The AUKUS orchestra, Julian Assange and IraqMar 22, 2023
On Saturday, March 18, a small rally to commemorate the 20th anniversary of the Iraq War gathered in a park outside the Lismore Memorial Baths.
The Iraq War was an illegal invasion of a sovereign nation, Iraq, by a group of nations who called themselves the ‘coalition of the willing’: Australia, the UK and the US, an alliance that has recently rebranded itself as AUKUS.
The proto-AUKUS brought devastation to Iraq with hundreds of thousands of Iraqis killed, mainly civilians, and with millions more forced to become refugees. Although the Iraq war was one of the major disasters of this century, whose lessons need to be learned, it was an anniversary the complicit Australian mainstream media, who acted as cheerleaders for that war, ignored.
An Australian citizen, Julian Assange, is currently imprisoned by the AUKUS alliance, rotting away in Belmarsh prison. He has been there for four years, convicted of no crime, because his “crime” was the unspeakable crime of exposing the truth of their war with the Collateral Murder video and the Iraq War Logs.
On a day of record heat, a crowd of 50 or so sheltered under shady trees on the lush green lawn before a small but colourful stage, centred around flags and banners created by Peace Bus captain Graeme Dunstan. The slogans read: Free Speech! Free Press! Free Assange and End the US Alliance.
Graeme Dunstan delivered a passionate speech, powered by his outrage at the imprisonment of Assange, the extraordinary cost of the AUKUS submarine deal, the growing number of US bases and forces being stationed around Australia, and the way Australia was being forced into a war with China, as we were coerced into the Iraq war by a cheerleading mainstream media.
“We are an occupied country,” he declared. “This is an occupying army. What happens next? The next step is plunder. The occupying army steals what it want from us. We are no longer a sovereign country. We are an occupied country and there is pillaging going on right now.”
Dunstan lamented the treachery of the Albanese government who had sold out Australia. A new peace movement had to be built, he said. He deplored the warmongering of the MSM with “hysteria for war, dribbling from their lips.”
Byron Bay filmmaker Kym Staton, who is making a film about Julian Assange, also spoke. He read a poetical speech about Australians marching to a hellish future, passively watching “as the Mandela of our time walks a long walk toward freedom every day around a six-metre cell.”

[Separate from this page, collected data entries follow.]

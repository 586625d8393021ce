//! Cachelimit - Distributed Sliding Window Rate Limiting
//!
//! This crate decides whether a request for an identifier fits within a rate
//! limit over a sliding time window. Counters live in an external counter
//! cache rather than in process memory, so any number of stateless callers
//! sharing that cache enforce one limit together.

pub mod cache;
pub mod config;
pub mod error;
pub mod ratelimit;

pub use error::{LimiterError, Result};
pub use ratelimit::{limit, Decision, SlidingWindowLimiter};
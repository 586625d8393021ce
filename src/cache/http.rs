//! HTTP counter cache client.

use async_trait::async_trait;
use reqwest::StatusCode;
use tracing::{debug, trace};

use super::command::{Command, Reply};
use super::CounterCache;
use crate::config::CacheConfig;
use crate::error::{LimiterError, Result};
use crate::ratelimit::BucketKey;

/// Counter cache reached by POSTing JSON commands to a single address.
#[derive(Debug, Clone)]
pub struct HttpCounterCache {
    /// URL every command is sent to
    address: String,
    /// Shared connection pool
    client: reqwest::Client,
}

impl HttpCounterCache {
    /// Create a client for the configured cache.
    pub fn new(config: &CacheConfig) -> Result<Self> {
        let client = reqwest::Client::builder()
            .timeout(config.timeout())
            .build()
            .map_err(|e| LimiterError::Config(format!("Failed to build cache client: {}", e)))?;

        Ok(Self::with_client(config.address.clone(), client))
    }

    /// Create a client around an existing `reqwest::Client`.
    pub fn with_client(address: impl Into<String>, client: reqwest::Client) -> Self {
        Self {
            address: address.into(),
            client,
        }
    }

    /// The cache address commands are sent to.
    pub fn address(&self) -> &str {
        &self.address
    }

    /// Send one command and decode the reply body.
    async fn execute(&self, command: &Command) -> Result<Reply> {
        trace!(
            address = %self.address,
            command = command.name(),
            key = %command.key(),
            "Sending cache command"
        );

        let response = self
            .client
            .post(&self.address)
            .json(command)
            .send()
            .await?;

        let status = response.status();
        if status != StatusCode::OK {
            debug!(
                address = %self.address,
                command = command.name(),
                status = status.as_u16(),
                "Cache command failed"
            );
            return Err(LimiterError::Status(status.as_u16()));
        }

        let bytes = response.bytes().await?;
        Reply::from_slice(&bytes)
    }
}

#[async_trait]
impl CounterCache for HttpCounterCache {
    async fn increment(&self, key: &BucketKey) -> Result<i64> {
        self.execute(&Command::Incr(key.clone())).await?.into_count()
    }

    async fn get(&self, key: &BucketKey) -> Result<i64> {
        self.execute(&Command::Get(key.clone())).await?.into_count_or_zero()
    }

    async fn expire(&self, key: &BucketKey, ttl_secs: u64) -> Result<()> {
        self.execute(&Command::Expire(key.clone(), ttl_secs)).await?.into_ok()
    }
}
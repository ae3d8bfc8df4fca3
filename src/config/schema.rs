use serde::{Deserialize, Serialize};

use crate::fetch::{PaginationStrategy, DEFAULT_MAX_PAGES, MAX_PER_PAGE};
use crate::filter::DEFAULT_REPOSITORY;
use crate::github::DEFAULT_API_URL;
use crate::paginate::DEFAULT_PAGE_SIZE;

/// Dashboard configuration.
///
/// Every key is optional. Example YAML:
/// ```yaml
/// default_repository: rust-lang/rust
/// at_risk_after: 14d
/// pagination: link
/// max_pages: 10
/// ```
#[derive(Debug, Clone, Deserialize, Serialize, PartialEq)]
#[serde(deny_unknown_fields)]
pub struct Config {
    /// Repository loaded when the repository input is blank
    #[serde(default = "default_repository")]
    pub default_repository: String,

    /// REST API root, e.g. `https://ghe.example.com/api/v3`
    #[serde(default = "default_api_url")]
    pub api_url: String,

    /// PRs requested per listing page (GitHub caps this at 100)
    #[serde(default = "default_per_page")]
    pub per_page: u32,

    /// Upper bound on listing pages fetched per repository
    #[serde(default = "default_max_pages")]
    pub max_pages: u32,

    /// Rows per dashboard page
    #[serde(default = "default_page_size")]
    pub page_size: usize,

    /// Age after which an open PR is at risk, humantime format ("7d", "36h")
    #[serde(default = "default_at_risk_after")]
    pub at_risk_after: String,

    #[serde(default)]
    pub pagination: PaginationStrategy,

    /// Fetch additions/deletions per PR (one extra request each)
    #[serde(default)]
    pub enrich: bool,

    /// Per-request timeout, humantime format
    #[serde(default = "default_request_timeout")]
    pub request_timeout: String,
}

fn default_repository() -> String {
    DEFAULT_REPOSITORY.to_string()
}

fn default_api_url() -> String {
    DEFAULT_API_URL.to_string()
}

fn default_per_page() -> u32 {
    MAX_PER_PAGE
}

fn default_max_pages() -> u32 {
    DEFAULT_MAX_PAGES
}

fn default_page_size() -> usize {
    DEFAULT_PAGE_SIZE
}

fn default_at_risk_after() -> String {
    "7d".to_string()
}

fn default_request_timeout() -> String {
    "20s".to_string()
}

impl Default for Config {
    fn default() -> Self {
        Self {
            default_repository: default_repository(),
            api_url: default_api_url(),
            per_page: default_per_page(),
            max_pages: default_max_pages(),
            page_size: default_page_size(),
            at_risk_after: default_at_risk_after(),
            pagination: PaginationStrategy::default(),
            enrich: false,
            request_timeout: default_request_timeout(),
        }
    }
}

#[cfg(test)]
mod tests {
    use super::*;

    #[test]
    fn test_empty_config_uses_defaults() {
        let config: Config = serde_saphyr::from_str("{}").unwrap();
        assert_eq!(config, Config::default());
        assert_eq!(config.default_repository, "facebook/react");
        assert_eq!(config.per_page, 100);
        assert_eq!(config.max_pages, 5);
        assert_eq!(config.page_size, 20);
    }

    #[test]
    fn test_partial_config_parse() {
        let yaml = r#"
default_repository: rust-lang/rust
pagination: link
enrich: true
"#;
        let config: Config = serde_saphyr::from_str(yaml).unwrap();
        assert_eq!(config.default_repository, "rust-lang/rust");
        assert_eq!(config.pagination, PaginationStrategy::Link);
        assert!(config.enrich);
        assert_eq!(config.at_risk_after, "7d");
    }

    #[test]
    fn test_unknown_key_is_rejected() {
        let result: Result<Config, _> = serde_saphyr::from_str("queries: []\n");
        assert!(result.is_err());
    }
}
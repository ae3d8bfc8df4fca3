use chrono::Utc;
use ratatui::prelude::*;
use ratatui::widgets::{Block, Cell, Clear, Paragraph, Row, Table, Wrap};

use crate::dashboard::DashboardView;
use crate::filter::{is_at_risk, parse_filter_date};
use crate::output::{
    format_age, format_closed, format_date, format_size, format_summary, truncate_title,
};
use crate::tui::app::{App, FlashKind, InputMode};
use crate::tui::theme::ThemeColors;

pub fn draw(frame: &mut Frame, app: &mut App) {
    let area = frame.area();

    // Handle very small terminal sizes gracefully
    if area.height < 7 || area.width < 40 {
        let msg = Paragraph::new("Terminal too small").alignment(Alignment::Center);
        frame.render_widget(msg, area);
        return;
    }

    // Layout: Title(1) + Filters(1) + Table(fill) + Pages(1) + Status(1)
    let chunks = Layout::vertical([
        Constraint::Length(1), // Title bar
        Constraint::Length(1), // Filter bar
        Constraint::Fill(1),   // PR table or error
        Constraint::Length(1), // Page indicator
        Constraint::Length(1), // Status bar
    ])
    .split(area);

    render_title(frame, chunks[0], app);
    render_filters(frame, chunks[1], app);
    if let Some(error) = app.dashboard.error.clone() {
        render_error(frame, chunks[2], &app.theme, &error);
    } else {
        render_table(frame, chunks[2], app);
    }
    render_page_bar(frame, chunks[3], app);
    render_status_bar(frame, chunks[4], app);

    // Render overlays based on input mode
    match app.input_mode {
        InputMode::EditRepository => render_input_popup(
            frame,
            app,
            " Repository ",
            "owner/name, empty = default",
        ),
        InputMode::EditOpenedAfter => {
            render_input_popup(frame, app, " Opened on or after ", "YYYY-MM-DD, empty = any")
        }
        InputMode::EditOpenedBefore => {
            render_input_popup(frame, app, " Opened on or before ", "YYYY-MM-DD, empty = any")
        }
        InputMode::Help => render_help_popup(frame, &app.theme),
        InputMode::Normal => {}
    }

    // Render loading overlay if loading (appears on top of everything)
    if app.dashboard.loading {
        render_loading_overlay(frame, app);
    }
}

fn render_title(frame: &mut Frame, area: Rect, app: &App) {
    let theme = &app.theme;
    let name = "PR Dash";
    let repository = app.dashboard.target_repository.as_str();
    let mut spans = vec![
        Span::styled(name, Style::default().fg(theme.title_color).bold()),
        Span::raw("  "),
        Span::styled(repository, Style::default().bold()),
    ];

    if let Some(refreshed) = app.last_refresh {
        let elapsed = refreshed.elapsed();
        let refresh_time = if elapsed.as_secs() < 60 {
            format!("refreshed {}s ago", elapsed.as_secs())
        } else {
            format!("refreshed {}m ago", elapsed.as_secs() / 60)
        };
        let left_len = name.len() + 2 + repository.chars().count();
        let padding_len = (area.width as usize).saturating_sub(left_len + refresh_time.len());
        spans.push(Span::raw(" ".repeat(padding_len)));
        spans.push(Span::styled(refresh_time, Style::default().fg(theme.muted)));
    }

    frame.render_widget(Paragraph::new(Line::from(spans)), area);
}

/// "Status: open  After: 2024-01-01  Before: any  At risk: on"
fn render_filters(frame: &mut Frame, area: Rect, app: &App) {
    let theme = &app.theme;
    let filters = &app.dashboard.filters;
    let label = |text: &'static str| Span::styled(text, Style::default().fg(theme.filter_label));

    let value = |text: String, active: bool| {
        if active {
            Span::styled(text, theme.filter_active)
        } else {
            Span::styled(text, Style::default().fg(theme.muted))
        }
    };

    let date_value = |input: &str| {
        if input.trim().is_empty() {
            value("any".to_string(), false)
        } else if parse_filter_date(input).is_some() {
            value(input.trim().to_string(), true)
        } else {
            Span::styled(
                format!("{} (ignored)", input.trim()),
                Style::default().fg(theme.flash_error),
            )
        }
    };

    let status_active = filters.status != crate::filter::StatusFilter::All;
    let spans = vec![
        label("Status: "),
        value(filters.status.label().to_string(), status_active),
        Span::raw("  "),
        label("After: "),
        date_value(&filters.opened_after),
        Span::raw("  "),
        label("Before: "),
        date_value(&filters.opened_before),
        Span::raw("  "),
        label("At risk: "),
        value(
            if filters.at_risk { "on" } else { "off" }.to_string(),
            filters.at_risk,
        ),
    ];

    frame.render_widget(Paragraph::new(Line::from(spans)), area);
}

fn render_table(frame: &mut Frame, area: Rect, app: &mut App) {
    let now = Utc::now();
    let theme = app.theme.clone();
    let at_risk_after = app.dashboard.settings.at_risk_after;
    let view = app.dashboard.view(now);

    if view.rows.is_empty() {
        let text = if app.dashboard.loading {
            ""
        } else if view.total_count == 0 {
            "No pull requests in this repository"
        } else {
            "No pull requests match the current filters"
        };
        let empty_msg = Paragraph::new(text)
            .alignment(Alignment::Center)
            .block(Block::default());
        frame.render_widget(empty_msg, area);
        return;
    }

    let rows: Vec<Row> = view
        .rows
        .iter()
        .enumerate()
        .map(|(idx, pr)| {
            let at_risk = is_at_risk(pr, now, at_risk_after);
            let marker = if at_risk { "!" } else { "" };
            let title_style = if at_risk {
                Style::default().fg(theme.at_risk)
            } else {
                Style::default()
            };

            // Alternating row background (odd rows get subtle background)
            let row_style = if idx % 2 == 1 {
                Style::default().bg(theme.row_alt_bg)
            } else {
                Style::default()
            };

            Row::new(vec![
                Cell::from(marker).style(Style::default().fg(theme.at_risk).bold()),
                Cell::from(format!("#{}", pr.number)).style(Style::default().fg(theme.index_color)),
                Cell::from(pr.state.as_str())
                    .style(Style::default().fg(theme.state_color(pr.state))),
                Cell::from(truncate_title(&pr.title, 80)).style(title_style),
                Cell::from(truncate_title(&pr.author, 16)),
                Cell::from(format_size(pr)),
                Cell::from(format_date(pr.created_at)),
                Cell::from(format_age(pr.age_at(now))),
                Cell::from(format_closed(pr)).style(Style::default().fg(theme.muted)),
            ])
            .style(row_style)
        })
        .collect();

    // Column widths
    let widths = [
        Constraint::Length(1),  // At-risk marker
        Constraint::Length(7),  // "#12345"
        Constraint::Length(6),  // "closed"
        Constraint::Fill(1),    // Title
        Constraint::Length(16), // Author
        Constraint::Length(13), // "+1234/-567"
        Constraint::Length(10), // Opened
        Constraint::Length(4),  // "12w"
        Constraint::Length(10), // Closed
    ];

    let table = Table::new(rows, widths)
        .header(
            Row::new(vec!["", "#", "State", "Title", "Author", "Size", "Opened", "Age", "Closed"])
                .style(theme.header_style)
                .bottom_margin(1),
        )
        .row_highlight_style(theme.row_selected);

    frame.render_stateful_widget(table, area, &mut app.table_state);
}

fn render_error(frame: &mut Frame, area: Rect, theme: &ThemeColors, error: &str) {
    let block = Block::bordered()
        .title(" Error ")
        .border_style(Style::default().fg(theme.error_border));
    let lines = vec![
        Line::from(Span::styled(error.to_string(), Style::default().bold())),
        Line::from(""),
        Line::from(Span::styled(
            "Press r to retry or / to choose another repository",
            Style::default().fg(theme.muted),
        )),
    ];
    let paragraph = Paragraph::new(lines)
        .block(block)
        .wrap(Wrap { trim: true });
    frame.render_widget(paragraph, area);
}

fn render_page_bar(frame: &mut Frame, area: Rect, app: &App) {
    let view: DashboardView<'_> = app.dashboard.view(Utc::now());
    // Unavailable directions stay visible, greyed out
    let nav_style = |enabled: bool| {
        if enabled {
            Style::default().fg(app.theme.status_key_color)
        } else {
            Style::default().fg(app.theme.muted).dim()
        }
    };
    let spans = vec![
        Span::styled("< Prev  ", nav_style(view.has_prev)),
        Span::styled(format_summary(&view), Style::default().fg(app.theme.muted)),
        Span::styled("  Next >", nav_style(view.has_next)),
    ];
    frame.render_widget(Paragraph::new(Line::from(spans)), area);
}

fn render_status_bar(frame: &mut Frame, area: Rect, app: &App) {
    let theme = &app.theme;
    let text = if let Some((ref msg, kind, _)) = app.flash_message {
        let msg_color = match kind {
            FlashKind::Info => theme.flash_info,
            FlashKind::Error => theme.flash_error,
        };
        Line::from(Span::styled(msg.clone(), Style::default().fg(msg_color)))
    } else {
        let hints = [
            ("j/k", ":nav "),
            ("n/p", ":page "),
            ("s", ":status "),
            ("a", ":at-risk "),
            ("[/]", ":dates "),
            ("/", ":repo "),
            ("Enter", ":open "),
            ("?", ":help "),
            ("q", ":quit"),
        ];

        let mut spans = Vec::new();
        for (i, (key, label)) in hints.iter().enumerate() {
            if i > 0 {
                spans.push(Span::raw(" "));
            }
            spans.push(Span::styled(*key, Style::default().fg(theme.status_key_color)));
            spans.push(Span::raw(*label));
        }
        Line::from(spans)
    };

    frame.render_widget(
        Paragraph::new(text).style(Style::default().bg(theme.status_bar_bg)),
        area,
    );
}

/// Render a single-line text input popup
fn render_input_popup(frame: &mut Frame, app: &App, title: &str, hint: &str) {
    let popup_area = centered_rect_fixed(50, 5, frame.area());

    // Clear the background
    frame.render_widget(Clear, popup_area);

    let block = Block::bordered()
        .title(title)
        .title_style(app.theme.popup_title)
        .border_style(Style::default().fg(app.theme.popup_border));
    frame.render_widget(block.clone(), popup_area);

    let inner = block.inner(popup_area);
    let chunks = Layout::vertical([
        Constraint::Length(1), // Input line
        Constraint::Length(1), // Help text
    ])
    .split(inner);

    let input = Paragraph::new(format!("{}|", app.input));
    frame.render_widget(input, chunks[0]);

    let help = Paragraph::new(format!("Enter: confirm | Esc: cancel | {}", hint))
        .style(Style::default().fg(app.theme.muted));
    frame.render_widget(help, chunks[1]);
}

/// Create a centered rectangle with fixed width and height
fn centered_rect_fixed(width: u16, height: u16, area: Rect) -> Rect {
    // Clamp dimensions to area bounds
    let width = width.min(area.width);
    let height = height.min(area.height);

    let x = area.x + (area.width.saturating_sub(width)) / 2;
    let y = area.y + (area.height.saturating_sub(height)) / 2;

    Rect {
        x,
        y,
        width,
        height,
    }
}

/// Render the help overlay popup
fn render_help_popup(frame: &mut Frame, theme: &ThemeColors) {
    let popup_area = centered_rect_fixed(52, 19, frame.area());

    frame.render_widget(Clear, popup_area);

    let block = Block::bordered()
        .title(" Keyboard Shortcuts ")
        .title_style(theme.popup_title)
        .border_style(Style::default().fg(theme.popup_border));
    frame.render_widget(block.clone(), popup_area);

    let inner = block.inner(popup_area);

    let shortcuts = [
        ("j / Down", "Move down"),
        ("k / Up", "Move up"),
        ("n / Right", "Next page"),
        ("p / Left", "Previous page"),
        ("Enter / o", "Open PR in browser"),
        ("s", "Cycle status: all, open, closed"),
        ("a", "Toggle at-risk only"),
        ("[", "Set opened-after date"),
        ("]", "Set opened-before date"),
        ("c", "Clear date filters"),
        ("/", "Change repository"),
        ("r", "Refetch repository"),
        ("?", "Show/hide this help"),
        ("q / Ctrl-c", "Quit"),
    ];

    let mut help_lines: Vec<Line> = shortcuts
        .iter()
        .map(|(keys, description)| {
            Line::from(vec![
                Span::styled(
                    format!("{:<14}", keys),
                    Style::default().fg(theme.status_key_color).bold(),
                ),
                Span::raw(*description),
            ])
        })
        .collect();
    help_lines.push(Line::from(""));
    help_lines.push(Line::from(Span::styled(
        "Press any key to close",
        Style::default().fg(theme.muted),
    )));

    frame.render_widget(Paragraph::new(help_lines), inner);
}

/// Render the loading spinner overlay
fn render_loading_overlay(frame: &mut Frame, app: &App) {
    let popup_area = centered_rect_fixed(36, 3, frame.area());

    frame.render_widget(Clear, popup_area);

    let block = Block::bordered();
    frame.render_widget(block.clone(), popup_area);

    let inner = block.inner(popup_area);

    // Braille spinner animation
    let spinner_chars = ["⠋", "⠙", "⠹", "⠸", "⠼", "⠴", "⠦", "⠧", "⠇", "⠏"];
    let spinner = spinner_chars[app.spinner_frame % spinner_chars.len()];

    let text = if app.dashboard.records.is_empty() {
        format!("{} Loading pull requests...", spinner)
    } else {
        format!("{} Refreshing...", spinner)
    };

    let loading_text = Paragraph::new(text)
        .alignment(Alignment::Center)
        .style(Style::default().fg(app.theme.title_color));

    frame.render_widget(loading_text, inner);
}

“This is a fight for our right to know,” he said, declaring:
“Humanity is tethered by a rope of greed to a chain of criminality to an anchor, dragging on the bottom of an ocean of lies! But there are some with the strength to set us free!”
Although Graeme Dunstan described the warmongering of the MSM as “hysteria for war dribbling from their lips”, the media bloodlust was suitably restrained on Insiders the next morning, as host David Speers discussed the AUKUS deal with his hand-picked journalists, the mainstream media’s two premier China hawks and warmongers, Peter Hartcher and Greg Sheridan, who tried their best not to gloat too noticeably now their ‘China Scare’ policies have been adopted by the ALP government.
War between the US and China over Taiwan will occur in 2027, Hartcher and Sheridan prophesised, and they are the ones most vigorously beating the drums for that war. Australia would be immediately involved, Sheridan predicted, because the Chinese would strike Pine Gap. Strangely, the approaching war with China filled Greg Sheridan, not with fear, but with a self-satisfied complacency: AUKUS version 2 won’t be the disaster Iraq was, Sheridan reassured those Insiders viewers who might have concerns they were watching history repeating.
All this flew past host David Speers unchallenged. Neither did Speers question Hartcher about his rabid warmongering in the “Red Alert” series published in the Sydney Morning Herald the week before the AUKUS announcement. The accompanying SMH editorial went far beyond calling for nuclear submarines, demanding missiles armed with nuclear warheads and the reintroduction of conscription, and declaring China to be a clear and present danger; policies “your” ABC’s premier journalist clearly finds untroubling and as unworthy of discussion as the twentieth anniversary of the invasion of Iraq. Nor was Speers concerned that some might perceive a panel of Hartcher and Sheridan assessing AUKUS to be unconscionable propaganda for a third world war.